One thing I have noticed is that this season is rife with homos. They must be breeding them in the cornfields in Omaha, because it was a mo-rific hour, starting with Chris Bernheisel (pictured), who came mincing into the audition room with stuffed animals for the judges and pictures of him with Kelly Clarkson. He butchered Since You Been Gone, did handstands and jumped around like an idiot. When they told him he didn't make it, he begged to be a reporter for his local Fox station on the red carpet at the finale. They said he could and he went screaming from the room like a little girl.
Jason Rich was a cute farm boy who couldn't remember the words to When You Say Nothing At All, but finally pulled it together and was put through to Hollywood. This was followed by a montage of other people who screwed up their lyrics. Check my pulse. Yawn.
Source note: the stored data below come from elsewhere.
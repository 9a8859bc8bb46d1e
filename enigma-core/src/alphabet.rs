//! The canonical index space.
//!
//! A [`Letter`] is an index 0..26 into [`ALPHABET`](crate::constants::ALPHABET). Every wiring,
//! position, ring setting and notch is a `Letter`, so offset arithmetic
//! is plain modular addition on small integers.

use std::fmt;

use crate::constants::ALPHABET_LENGTH;
use crate::errors::EnigmaError;

const LEN: u8 = ALPHABET_LENGTH as u8;

/// One symbol of the 26-letter alphabet.
#[derive(Debug, Clone, Copy, PartialEq, Eq, PartialOrd, Ord, Hash)]
pub struct Letter(u8);

impl Letter {
    pub const A: Letter = Letter(0);
    pub const Z: Letter = Letter(LEN - 1);

    /// Letter at `index`, or `None` if `index >= 26`.
    pub fn from_index(index: u8) -> Option<Letter> {
        (index < LEN).then_some(Letter(index))
    }

    /// Zero-based index into [`ALPHABET`](crate::constants::ALPHABET).
    pub fn index(self) -> usize {
        self.0 as usize
    }

    pub fn to_char(self) -> char {
        (b'A' + self.0) as char
    }

    /// Successor, wrapping Z→A.
    pub fn next(self) -> Letter {
        self.shifted(1)
    }

    /// `(self + by) mod 26`.
    pub fn shifted(self, by: u8) -> Letter {
        Letter((self.0 + by % LEN) % LEN)
    }

    /// `(self - by) mod 26`.
    pub fn unshifted(self, by: u8) -> Letter {
        Letter((self.0 + LEN - by % LEN) % LEN)
    }

    /// Distance from `origin` forward to `self`, in `0..26`.
    pub fn offset_from(self, origin: Letter) -> u8 {
        (self.0 + LEN - origin.0) % LEN
    }

    /// A through Z in alphabet order.
    pub fn all() -> impl Iterator<Item = Letter> {
        (0..LEN).map(Letter)
    }
}

impl TryFrom<char> for Letter {
    type Error = EnigmaError;

    /// Accepts `'A'..='Z'` only. Lowercase is not folded here;
    /// message normalization does that before letters reach the core.
    fn try_from(c: char) -> Result<Self, Self::Error> {
        if c.is_ascii_uppercase() {
            Ok(Letter(c as u8 - b'A'))
        } else {
            Err(EnigmaError::InvalidLetter(c))
        }
    }
}

impl From<Letter> for char {
    fn from(letter: Letter) -> char {
        letter.to_char()
    }
}

impl fmt::Display for Letter {
    fn fmt(&self, f: &mut fmt::Formatter<'_>) -> fmt::Result {
        write!(f, "{}", self.to_char())
    }
}
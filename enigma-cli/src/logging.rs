//! Tracing subscriber setup. Logs go to stderr; stdout carries only the
//! cipher text.

use tracing_subscriber::EnvFilter;

fn level_for(verbose: u8) -> &'static str {
    match verbose {
        0 => "warn",
        1 => "debug",
        _ => "trace",
    }
}

/// Install the global subscriber.
///
/// With no `-v`, `RUST_LOG` applies if set, else `warn`. Any `-v` wins
/// over `RUST_LOG`.
pub fn init(verbose: u8) {
    let filter = if verbose > 0 {
        EnvFilter::new(level_for(verbose))
    } else {
        EnvFilter::try_from_default_env().unwrap_or_else(|_| EnvFilter::new(level_for(0)))
    };

    tracing_subscriber::fmt()
        .with_env_filter(filter)
        .with_writer(std::io::stderr)
        .with_target(false)
        .init();
}
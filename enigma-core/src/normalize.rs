//! Message normalization — what reaches the machine.
//!
//! Uppercase (full Unicode case mapping), strip whitespace, drop anything
//! outside A–Z.
//! Dropped symbols are logged at `warn`; whitespace is dropped silently.

use tracing::warn;

/// Normalize free text into cipher input.
///
/// Uppercasing uses the full Unicode mapping, so `ß` becomes `SS` and the
/// dotless `ı` becomes `I`. Letters without an A–Z uppercase form (`é`)
/// are dropped, not transliterated.
pub fn normalize_message(message: &str) -> String {
    message
        .chars()
        .filter(|c| !c.is_whitespace())
        .flat_map(char::to_uppercase)
        .filter(|&c| {
            let keep = c.is_ascii_uppercase();
            if !keep {
                warn!(symbol = ?c, "removing invalid character from message");
            }
            keep
        })
        .collect()
}

/// Split `text` into space-separated groups of `size` letters.
///
/// `size == 0` returns the text unchanged. The last group may be short.
pub fn group_letters(text: &str, size: usize) -> String {
    if size == 0 {
        return text.to_string();
    }
    let chars: Vec<char> = text.chars().collect();
    chars
        .chunks(size)
        .map(|group| group.iter().collect::<String>())
        .collect::<Vec<_>>()
        .join(" ")
}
Rachel Wicker was a professional arm rassler' and challenged everyone in the lobby including Ryan Gaycrest, who flashed an impressive bicep. Girrrrrl, you been workin' out? Rachel could actually sing (although in that country yodel that won't get her far) and they put her through. Then there was former professional wrestler Sarah Whitaker, a chubby goth chick wearing all leather and scaring everyone with her maniacal laugh. Couldn't sing a note. Shock.
There was so little to do in this episode, they killed 10 minutes by having Gaycrest switch with Paula to judge, then there was a montage of people who went to Hollywood, a montage of rockers who all want to be Daughtry and Angelica, who was estranged from her father and just wanted to prove she was good enough, damn it! They sent her to Hollywood. Gag.
The show closed with a quick montage of freaks who couldn't sing and back to back gays -- Jimmy Escamilla and Leo Marlowe. Jimmy was wearing a cheap gold jacket and trying to dance like James Brown. He looked like he had a combo of tourette's and epilepsy and both were hitting him full force. Leo, who's mom called him the "homecoming queen," was cute in a dorky way, had a good voice and got through to H'wood. That was the show.
Tomorrow night it's on to Miami. It had better be a solid hour of the biggest lunatics ever to make up for tonight.